Despite significant advancements in deep learning based CSI compression, some key limitations remain unaddressed. Current approaches predominantly treat CSI compression as a source-coding problem, thereby neglecting transmission errors. Conventional separate source and channel coding suffers from the cliff effect, leading to significant deterioration in reconstruction performance under challenging channel conditions. While existing autoencoder-based compression schemes can be readily extended to support joint source-channel coding, they struggle to capture complex channel distributions and exhibit poor scalability with increasing parameter count. To overcome these inherent limitations of autoencoder-based approaches, we propose Residual-Diffusion Joint Source-Channel Coding (RD- JSCC), a novel framework that integrates a lightweight autoencoder with a residual diffusion module to iteratively refine CSI reconstruction. Our flexible decoding strategy balances computational efficiency and performance by dynamically switching between low-complexity autoencoder decoding and sophisticated diffusion-based refinement based on channel conditions. Comprehensive simulations demonstrate that RD-JSCC significantly outperforms existing autoencoder-based approaches in challenging wireless environments. Furthermore, RD-JSCC offers several practical features, including a low-latency 2-step diffusion during inference, support for multiple compression rates with a single model, robustness to fixed-bit quantization, and adaptability to imperfect channel estimation.

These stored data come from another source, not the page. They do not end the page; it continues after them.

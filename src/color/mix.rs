use crate::{
    color::{Rgb, blend_colors},
    math8::mul8,
};

/// How an overlay color is combined with the color underneath it
#[derive(Debug, Clone, Copy, PartialEq, Eq, Default)]
pub enum MixMode {
    /// Ignore the overlay, keep the base color
    None,
    /// Linear blend: `base * (1 - alpha) + overlay * alpha`
    #[default]
    Alpha,
    /// Channel-wise product of both colors, blended in by alpha
    Multiply,
    /// The overlay color replaces the base color entirely
    Replace,
}

/// Combine `base` and `overlay` using `mode`
///
/// `alpha` maps 0-255 onto 0.0-1.0 and is ignored by [`MixMode::None`] and
/// [`MixMode::Replace`].
pub fn mix_colors(base: Rgb, overlay: Rgb, mode: MixMode, alpha: u8) -> Rgb {
    match mode {
        MixMode::None => base,
        MixMode::Alpha => blend_colors(base, overlay, alpha),
        MixMode::Multiply => {
            let product = Rgb {
                r: mul8(base.r, overlay.r),
                g: mul8(base.g, overlay.g),
                b: mul8(base.b, overlay.b),
            };
            blend_colors(base, product, alpha)
        }
        MixMode::Replace => overlay,
    }
}
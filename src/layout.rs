/// Dimensions of a pixel grid
///
/// The number of pixels is `rows * columns`. Pixels are stored row by row,
/// so the pixel at column `x` and row `y` lives at `y * columns + x`.
#[derive(Debug, Clone, Copy, PartialEq, Eq, Default)]
pub struct Layout {
    pub rows: u16,
    pub columns: u16,
}

impl Layout {
    pub const fn new(rows: u16, columns: u16) -> Self {
        Self { rows, columns }
    }

    /// Get the number of pixels in the grid
    pub const fn size(self) -> usize {
        self.rows as usize * self.columns as usize
    }

    /// Returns the index of the pixel at `(x, y)`, if it is on the grid
    pub const fn index_of(self, x: u16, y: u16) -> Option<usize> {
        if x >= self.columns || y >= self.rows {
            return None;
        }
        Some(y as usize * self.columns as usize + x as usize)
    }

    /// Returns the `(x, y)` coordinates of a pixel index
    #[allow(clippy::cast_possible_truncation)]
    pub const fn point_of(self, index: usize) -> Option<Point> {
        if self.columns == 0 || index >= self.size() {
            return None;
        }
        let columns = self.columns as usize;
        Some(Point {
            x: (index % columns) as u16,
            y: (index / columns) as u16,
        })
    }

    /// Length of the grid along `orientation`
    pub const fn axis_len(self, orientation: Orientation) -> u16 {
        match orientation {
            Orientation::Horizontal => self.columns,
            Orientation::Vertical => self.rows,
        }
    }
}

/// Unsigned grid coordinate
#[derive(Debug, Clone, Copy, PartialEq, Eq, Default)]
pub struct Point {
    pub x: u16,
    pub y: u16,
}

impl Point {
    pub const fn new(x: u16, y: u16) -> Self {
        Self { x, y }
    }

    /// Position of the point along `orientation`
    pub const fn along(self, orientation: Orientation) -> u16 {
        match orientation {
            Orientation::Horizontal => self.x,
            Orientation::Vertical => self.y,
        }
    }
}

/// Signed 2D offset, also used as a per-tick scroll rate
#[derive(Debug, Clone, Copy, PartialEq, Eq, Default)]
pub struct Offset {
    pub x: i32,
    pub y: i32,
}

impl Offset {
    pub const fn new(x: i32, y: i32) -> Self {
        Self { x, y }
    }

    pub const fn is_zero(self) -> bool {
        self.x == 0 && self.y == 0
    }

    /// Advance by `rate`, wrapping each axis into `0..layout` size
    pub fn scroll(&mut self, rate: Offset, layout: Layout) {
        self.x = wrap_axis(self.x + rate.x, layout.columns);
        self.y = wrap_axis(self.y + rate.y, layout.rows);
    }
}

/// Axis along which directional animations run
#[derive(Debug, Clone, Copy, PartialEq, Eq, Default)]
pub enum Orientation {
    #[default]
    Horizontal,
    Vertical,
}

/// Wrap a signed coordinate into `0..len`
pub(crate) fn wrap_axis(value: i32, len: u16) -> i32 {
    if len == 0 {
        return 0;
    }
    value.rem_euclid(i32::from(len))
}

翻译：尽管基于深度学习的CSI压缩已取得显著进展，但一些关键局限性仍未得到解决。现有方法主要将CSI压缩视为信源编码问题，从而忽略了传输误差。传统的分离式信源信道编码存在悬崖效应，导致在恶劣信道条件下重建性能急剧恶化。虽然现有基于自编码器的压缩方案可轻松扩展以支持联合信源信道编码，但其难以捕捉复杂信道分布，且随着参数数量增加表现出较差的可扩展性。为克服基于自编码器方法的这些固有局限，我们提出残差扩散联合信源信道编码（RD-JSCC）——一种将轻量级自编码器与残差扩散模块相结合的新型框架，通过迭代优化CSI重建。我们的灵活解码策略通过在低复杂度自编码器解码与基于信道条件的精细化扩散优化之间动态切换，实现了计算效率与性能的平衡。综合仿真表明，在挑战性无线环境中，RD-JSCC显著优于现有基于自编码器的方法。此外，RD-JSCC具备多项实用特性：推理期间的低延迟两步扩散、单模型支持多压缩率、对固定比特量化的鲁棒性，以及对非理想信道估计的适应性。